John Yen

From Wikipedia, the free encyclopedia

John Yen is a professor in the College of Information Sciences and Technology at Pennsylvania State University. He is the Professor in Charge of the College of IST, and the Director of the Intelligent Agents Laboratory there.

Yen's long-term research interest is the capturing and modeling of human knowledge in software agents for supporting decision making, for improving the productivity and adaptibility of global enterprises, and for supporting individual and team learning in the digital information age.

Yen has been a Principal investigator or co-Principal investigator of several multi-million-dollar research projects on intelligent agents. Sponsors of his research projects include National Science Foundation, Army Research Laboratory, and Office of Naval Research.

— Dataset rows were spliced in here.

//! Types for the render orchestrator.

use chrono::{DateTime, Utc};
use serde::{Deserialize, Serialize};
use thiserror::Error;

use crate::cleanup::CleanupError;
use crate::combiner::CombineError;
use crate::cost::{CostError, CostEstimate, ExpensiveChunk};
use crate::dispatcher::{DispatchError, ErrorReport};
use crate::job::{DeleteAfter, RetryRecord, ValidationError};
use crate::planner::PlanError;
use crate::progress::ProgressSnapshot;
use crate::retry::WorkerError;
use crate::storage::StorageError;

/// Job-level failure.
#[derive(Debug, Error)]
pub enum JobError {
    /// The request was rejected before any dispatch.
    #[error("invalid request: {0}")]
    Validation(#[from] ValidationError),

    /// No chunk plan fits the request.
    #[error("planning failed: {0}")]
    Plan(#[from] PlanError),

    /// A chunk ran out of retries.
    #[error("chunk {chunk_index} failed after {attempt} attempts: {source}")]
    ChunkFailed {
        chunk_index: usize,
        attempt: u32,
        #[source]
        source: WorkerError,
        retries: Vec<RetryRecord>,
    },

    /// The job's cancellation signal fired.
    #[error("render cancelled")]
    Cancelled { retries: Vec<RetryRecord> },

    #[error("combine failed: {0}")]
    Combine(#[from] CombineError),

    #[error("storage error: {0}")]
    Storage(#[from] StorageError),

    #[error("cost estimation failed: {0}")]
    Cost(#[from] CostError),
}

impl JobError {
    pub fn is_cancelled(&self) -> bool {
        matches!(self, Self::Cancelled { .. })
    }

    /// Retry history gathered before the job stopped.
    pub fn retries(&self) -> &[RetryRecord] {
        match self {
            Self::ChunkFailed { retries, .. } | Self::Cancelled { retries } => retries,
            _ => &[],
        }
    }

    /// Stack trace of the originating worker error, if any.
    pub fn stack(&self) -> Option<&str> {
        match self {
            Self::ChunkFailed { source, .. } => source.stack(),
            _ => None,
        }
    }

    /// Label used for the job outcome metric.
    pub fn outcome(&self) -> &'static str {
        match self {
            Self::Validation(_) | Self::Plan(_) => "invalid",
            Self::Cancelled { .. } => "cancelled",
            _ => "failed",
        }
    }
}

impl From<DispatchError> for JobError {
    fn from(err: DispatchError) -> Self {
        match err {
            DispatchError::ChunkAborted {
                chunk_index,
                attempt,
                source,
                retries,
            } => Self::ChunkFailed {
                chunk_index,
                attempt,
                source,
                retries,
            },
            DispatchError::Cancelled { retries } => Self::Cancelled { retries },
        }
    }
}

impl From<CleanupError> for JobError {
    fn from(err: CleanupError) -> Self {
        match err {
            CleanupError::Storage(e) => Self::Storage(e),
        }
    }
}

/// Post-render data persisted next to the output.
#[derive(Debug, Clone, PartialEq, Serialize, Deserialize)]
pub struct RenderSummary {
    pub job_id: String,
    pub cost: CostEstimate,
    pub output_key: String,
    pub output_size: u64,
    /// Bytes of every job object before cleanup.
    pub render_size: u64,
    pub start_time: DateTime<Utc>,
    pub end_time: DateTime<Utc>,
    pub time_to_finish_ms: u64,
    /// Span from the first chunk start to the last chunk end.
    pub time_to_render_chunks_ms: u64,
    pub time_to_combine_ms: u64,
    pub time_to_cleanup_ms: u64,
    pub estimated_billing_duration_ms: u64,
    pub retries: Vec<RetryRecord>,
    pub errors: Vec<ErrorReport>,
    pub most_expensive_chunks: Vec<ExpensiveChunk>,
    pub files_cleaned_up: usize,
    pub delete_after: Option<DeleteAfter>,
}

/// Successful render.
#[derive(Debug, Clone)]
pub struct RenderOutcome {
    pub job_id: String,
    pub summary: RenderSummary,
    /// Progress after the last event of the job.
    pub progress: ProgressSnapshot,
}

#[cfg(test)]
mod tests {
    use super::*;

    #[test]
    fn test_dispatch_error_conversion() {
        let err: JobError = DispatchError::ChunkAborted {
            chunk_index: 2,
            attempt: 2,
            source: WorkerError::Failure {
                message: "boom".into(),
                stack: Some("at frame 80".into()),
            },
            retries: vec![RetryRecord::new(2)],
        }
        .into();

        assert!(matches!(err, JobError::ChunkFailed { chunk_index: 2, .. }));
        assert_eq!(err.retries().len(), 1);
        assert_eq!(err.stack(), Some("at frame 80"));
        assert_eq!(err.outcome(), "failed");
        assert_eq!(
            err.to_string(),
            "chunk 2 failed after 2 attempts: worker failed: boom"
        );
    }

    #[test]
    fn test_cancelled_is_distinct() {
        let err: JobError = DispatchError::Cancelled { retries: vec![] }.into();
        assert!(err.is_cancelled());
        assert_eq!(err.outcome(), "cancelled");
        assert!(!JobError::Combine(CombineError::NoStreams).is_cancelled());
    }
}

Yen received his Ph.D. in Computer Science from University of California, Berkeley in 1986. His thesis advisor is Prof. Lotfi A. Zadeh, the father of fuzzy logic. Between 1986 and 1989, he was the main architect at USC Information Sciences Institute (ISI) for an AI architecture that pioneers a knowledge-level integration of a descriptive logic knowledge representation scheme with production rules. Before joining IST in 2001, he was a Professor of Computer Science and the Director of Center for Fuzzy Logic, Robotics, and Intelligent Systems at Texas A&M University. He was the Vice President of Publication for IEEE Neural Networks Council, now IEEE Computational Intelligence Society. Yen received the NSF Young Investigator Award in 1992. He is a Fellow of IEEE. He is currently the Chair of IEEE FIPA Working Group on Human Agent Communications.